I find it helps to keep things in perspective.

The goal of pushing yourself to do comfort challenges isn’t to brag about how hardcore you are, right? At least that’s not the main objective. The point is to do memorable things that improve our lives.

So I look for adventurous comfort zone challenges that expand my capabilities in the right way, score me fulfilling anti-regrets, and leave me wanting more.

Here’s a positively uncomfortable collection of ideas.

Organize A Gratitude Visit

Here’s how Eric Barker summarizes this challenge on his blog.:

  1. Schedule a time to get together with someone who has been good to you.
  2. Write a letter of gratitude to them in advance.
  3. Meet with them and read it out loud.

It’s that simple — and oh-so-powerful. People often cry. And they never forget it. Studies show the happiness boost you get from this can last up to three months. Now that’s some ROI. And the bonus is you get to make someone special very happy as well.

Go Silent for a Day

Take inspiration from this quote in Kate Murphy’s book, You’re Not Listening, from a lady who had to go six weeks without speaking after throat surgery:

“If you can bear to do it for just twenty-four hours, you will learn to be a better listener. You will learn the unimportance of our words and the importance of other people’s words.”

Talk to a Stranger on the Bus

Our brains are wired for survival and procreation, not fulfillment, and society is interested in itself, not you. So we often don’t know what’s good for us.

For example, if you had to take the subway to work, do you think your ride would be more pleasant if you kept to yourself, maybe reading a good book or listening to a good podcast, or if you talked to the stranger beside you?

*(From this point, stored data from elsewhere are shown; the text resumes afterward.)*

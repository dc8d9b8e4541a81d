//! Single-assignment task with context-bound listeners
//!
//! State machine: `Pending -> Fulfilled(value)` or `Pending -> Rejected(error)`.
//! Terminal states are final; the first writer wins and later resolutions are
//! no-ops. Listener lists are snapshotted and cleared under the state lock at
//! the moment of transition and invoked after the lock is released, so a
//! listener registered concurrently with resolution fires exactly once and a
//! listener may safely re-enter the task.

use crate::context::{Dispatch, Inline};
use bundlebridge_core::{BridgeError, BridgeResult};
use parking_lot::Mutex;
use std::mem;
use std::sync::Arc;

type SuccessListener<T> = Box<dyn FnOnce(Arc<T>) + Send>;
type FailureListener = Box<dyn FnOnce(BridgeError) + Send>;
type CompleteListener<T> = Box<dyn FnOnce(BridgeTask<T>) + Send>;

enum State<T> {
    Pending {
        success: Vec<(Arc<dyn Dispatch>, SuccessListener<T>)>,
        failure: Vec<(Arc<dyn Dispatch>, FailureListener)>,
        complete: Vec<(Arc<dyn Dispatch>, CompleteListener<T>)>,
    },
    Fulfilled(Arc<T>),
    Rejected(BridgeError),
}

struct Inner<T> {
    state: Mutex<State<T>>,
    /// Context used by the listener registrations that do not name one
    default_ctx: Arc<dyn Dispatch>,
}

/// Handle to a single-assignment asynchronous result
///
/// Cheap to clone; all clones observe the same state. Produced by
/// [`TaskSource`](crate::TaskSource).
pub struct BridgeTask<T> {
    inner: Arc<Inner<T>>,
}

impl<T> Clone for BridgeTask<T> {
    fn clone(&self) -> Self {
        Self {
            inner: self.inner.clone(),
        }
    }
}

impl<T: Send + Sync + 'static> BridgeTask<T> {
    pub(crate) fn new(default_ctx: Arc<dyn Dispatch>) -> Self {
        Self {
            inner: Arc::new(Inner {
                state: Mutex::new(State::Pending {
                    success: Vec::new(),
                    failure: Vec::new(),
                    complete: Vec::new(),
                }),
                default_ctx,
            }),
        }
    }

    /// True once the task reached a terminal state
    pub fn is_complete(&self) -> bool {
        !matches!(&*self.inner.state.lock(), State::Pending { .. })
    }

    /// True once the task is terminal and fulfilled
    pub fn is_successful(&self) -> bool {
        matches!(&*self.inner.state.lock(), State::Fulfilled(_))
    }

    /// The fulfilled value, if any
    pub fn result(&self) -> Option<Arc<T>> {
        match &*self.inner.state.lock() {
            State::Fulfilled(v) => Some(v.clone()),
            _ => None,
        }
    }

    /// The rejection error, if any
    pub fn error(&self) -> Option<BridgeError> {
        match &*self.inner.state.lock() {
            State::Rejected(e) => Some(e.clone()),
            _ => None,
        }
    }

    /// Register a success listener on the task's default context
    pub fn add_on_success_listener(
        &self,
        listener: impl FnOnce(Arc<T>) + Send + 'static,
    ) -> &Self {
        self.add_on_success_listener_on(self.inner.default_ctx.clone(), listener)
    }

    /// Register a success listener on an explicit context
    pub fn add_on_success_listener_on(
        &self,
        ctx: Arc<dyn Dispatch>,
        listener: impl FnOnce(Arc<T>) + Send + 'static,
    ) -> &Self {
        let boxed: SuccessListener<T> = Box::new(listener);
        let fire = {
            let mut state = self.inner.state.lock();
            match &mut *state {
                State::Pending { success, .. } => {
                    success.push((ctx.clone(), boxed));
                    None
                }
                State::Fulfilled(v) => Some((v.clone(), boxed)),
                State::Rejected(_) => None,
            }
        };
        if let Some((value, listener)) = fire {
            ctx.dispatch(Box::new(move || listener(value)));
        }
        self
    }

    /// Register a failure listener on the task's default context
    pub fn add_on_failure_listener(
        &self,
        listener: impl FnOnce(BridgeError) + Send + 'static,
    ) -> &Self {
        self.add_on_failure_listener_on(self.inner.default_ctx.clone(), listener)
    }

    /// Register a failure listener on an explicit context
    pub fn add_on_failure_listener_on(
        &self,
        ctx: Arc<dyn Dispatch>,
        listener: impl FnOnce(BridgeError) + Send + 'static,
    ) -> &Self {
        let boxed: FailureListener = Box::new(listener);
        let fire = {
            let mut state = self.inner.state.lock();
            match &mut *state {
                State::Pending { failure, .. } => {
                    failure.push((ctx.clone(), boxed));
                    None
                }
                State::Rejected(e) => Some((e.clone(), boxed)),
                State::Fulfilled(_) => None,
            }
        };
        if let Some((err, listener)) = fire {
            ctx.dispatch(Box::new(move || listener(err)));
        }
        self
    }

    /// Register a completion listener on the task's default context
    pub fn add_on_complete_listener(
        &self,
        listener: impl FnOnce(BridgeTask<T>) + Send + 'static,
    ) -> &Self {
        self.add_on_complete_listener_on(self.inner.default_ctx.clone(), listener)
    }

    /// Register a completion listener on an explicit context
    pub fn add_on_complete_listener_on(
        &self,
        ctx: Arc<dyn Dispatch>,
        listener: impl FnOnce(BridgeTask<T>) + Send + 'static,
    ) -> &Self {
        let boxed: CompleteListener<T> = Box::new(listener);
        let fire = {
            let mut state = self.inner.state.lock();
            match &mut *state {
                State::Pending { complete, .. } => {
                    complete.push((ctx.clone(), boxed));
                    None
                }
                _ => Some(boxed),
            }
        };
        if let Some(listener) = fire {
            let task = self.clone();
            ctx.dispatch(Box::new(move || listener(task)));
        }
        self
    }

    /// Derive a new task by transforming this task once it completes
    ///
    /// The transform sees the finished parent (success or failure); an `Err`
    /// from the transform becomes the child's rejection.
    pub fn continue_with<R: Send + Sync + 'static>(
        &self,
        transform: impl FnOnce(&BridgeTask<T>) -> BridgeResult<R> + Send + 'static,
    ) -> BridgeTask<R> {
        let source = crate::TaskSource::with_context(self.inner.default_ctx.clone());
        let child = source.task();
        self.add_on_complete_listener_on(Arc::new(Inline), move |parent| {
            match transform(&parent) {
                Ok(value) => source.set_result(value),
                Err(err) => source.set_error(err),
            }
        });
        child
    }

    /// Like [`continue_with`](Self::continue_with), but the transform returns
    /// a task whose resolution is flattened into the child
    pub fn continue_with_task<R: Send + Sync + 'static>(
        &self,
        transform: impl FnOnce(&BridgeTask<T>) -> BridgeResult<BridgeTask<R>> + Send + 'static,
    ) -> BridgeTask<R> {
        let source = crate::TaskSource::with_context(self.inner.default_ctx.clone());
        let child = source.task();
        self.add_on_complete_listener_on(Arc::new(Inline), move |parent| {
            match transform(&parent) {
                Ok(next) => bind(&next, source),
                Err(err) => source.set_error(err),
            }
        });
        child
    }

    /// Flattening continuation invoked only on success
    ///
    /// A failed parent short-circuits to the child's rejection without
    /// invoking the transform.
    pub fn on_success_task<R: Send + Sync + 'static>(
        &self,
        transform: impl FnOnce(Arc<T>) -> BridgeResult<BridgeTask<R>> + Send + 'static,
    ) -> BridgeTask<R> {
        let source = crate::TaskSource::with_context(self.inner.default_ctx.clone());
        let child = source.task();
        self.add_on_complete_listener_on(Arc::new(Inline), move |parent| {
            let value = match parent.result() {
                Some(v) => v,
                None => {
                    let err = parent
                        .error()
                        .unwrap_or_else(|| BridgeError::runtime("task failed"));
                    source.set_error(err);
                    return;
                }
            };
            match transform(value) {
                Ok(next) => bind(&next, source),
                Err(err) => source.set_error(err),
            }
        });
        child
    }

    /// Transition to `Fulfilled`; no-op if already terminal
    pub(crate) fn resolve(&self, value: T) {
        self.resolve_shared(Arc::new(value));
    }

    /// Transition to `Fulfilled` with an already-shared value
    pub(crate) fn resolve_shared(&self, value: Arc<T>) {
        let (value, success, complete) = {
            let mut state = self.inner.state.lock();
            if !matches!(&*state, State::Pending { .. }) {
                return;
            }
            let old = mem::replace(&mut *state, State::Fulfilled(value.clone()));
            match old {
                State::Pending {
                    success, complete, ..
                } => (value, success, complete),
                // unreachable: checked Pending above while holding the lock
                _ => return,
            }
        };
        for (ctx, listener) in success {
            let value = value.clone();
            ctx.dispatch(Box::new(move || listener(value)));
        }
        for (ctx, listener) in complete {
            let task = self.clone();
            ctx.dispatch(Box::new(move || listener(task)));
        }
    }

    /// Transition to `Rejected`; no-op if already terminal
    pub(crate) fn reject(&self, err: BridgeError) {
        let (err, failure, complete) = {
            let mut state = self.inner.state.lock();
            if !matches!(&*state, State::Pending { .. }) {
                return;
            }
            let old = mem::replace(&mut *state, State::Rejected(err.clone()));
            match old {
                State::Pending {
                    failure, complete, ..
                } => (err, failure, complete),
                _ => return,
            }
        };
        for (ctx, listener) in failure {
            let err = err.clone();
            ctx.dispatch(Box::new(move || listener(err)));
        }
        for (ctx, listener) in complete {
            let task = self.clone();
            ctx.dispatch(Box::new(move || listener(task)));
        }
    }
}

/// Forward an inner task's resolution into `source` (flattening)
fn bind<R: Send + Sync + 'static>(inner: &BridgeTask<R>, source: crate::TaskSource<R>) {
    let on_failure = source.clone();
    inner
        .add_on_success_listener_on(Arc::new(Inline), move |value| {
            source.set_shared_result(value);
        })
        .add_on_failure_listener_on(Arc::new(Inline), move |err| {
            on_failure.set_error(err);
        });
}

The overwhelming majority of us prefer the former. But psychologists Nicholas Epley and Juliana Schroeder led a study that shows the opposite is true. Here’s an excerpt from the excellent book, The Good Life:

Before the ride, people overwhelmingly predicted that talking to someone they didn’t know would be a bad experience, and that keeping to themselves would be much better. They were forecasting what would make them happy, and what would make them miserable. The actual experience, however, was the opposite of what they expected.

So, for a satisfying comfort zone challenge, quit believing what your brain tells you and talk to a stranger.

The Coffee Challenge

Entrepreneur Noah Kagan is famous for this one. Here’s how he summarizes it in a blog post of 7 Challenges To Help You Start A Business:

All you’ve gotta do is walk into a coffee shop (or tea shop, or just next time you buy anything) and ask for 10% off your purchase.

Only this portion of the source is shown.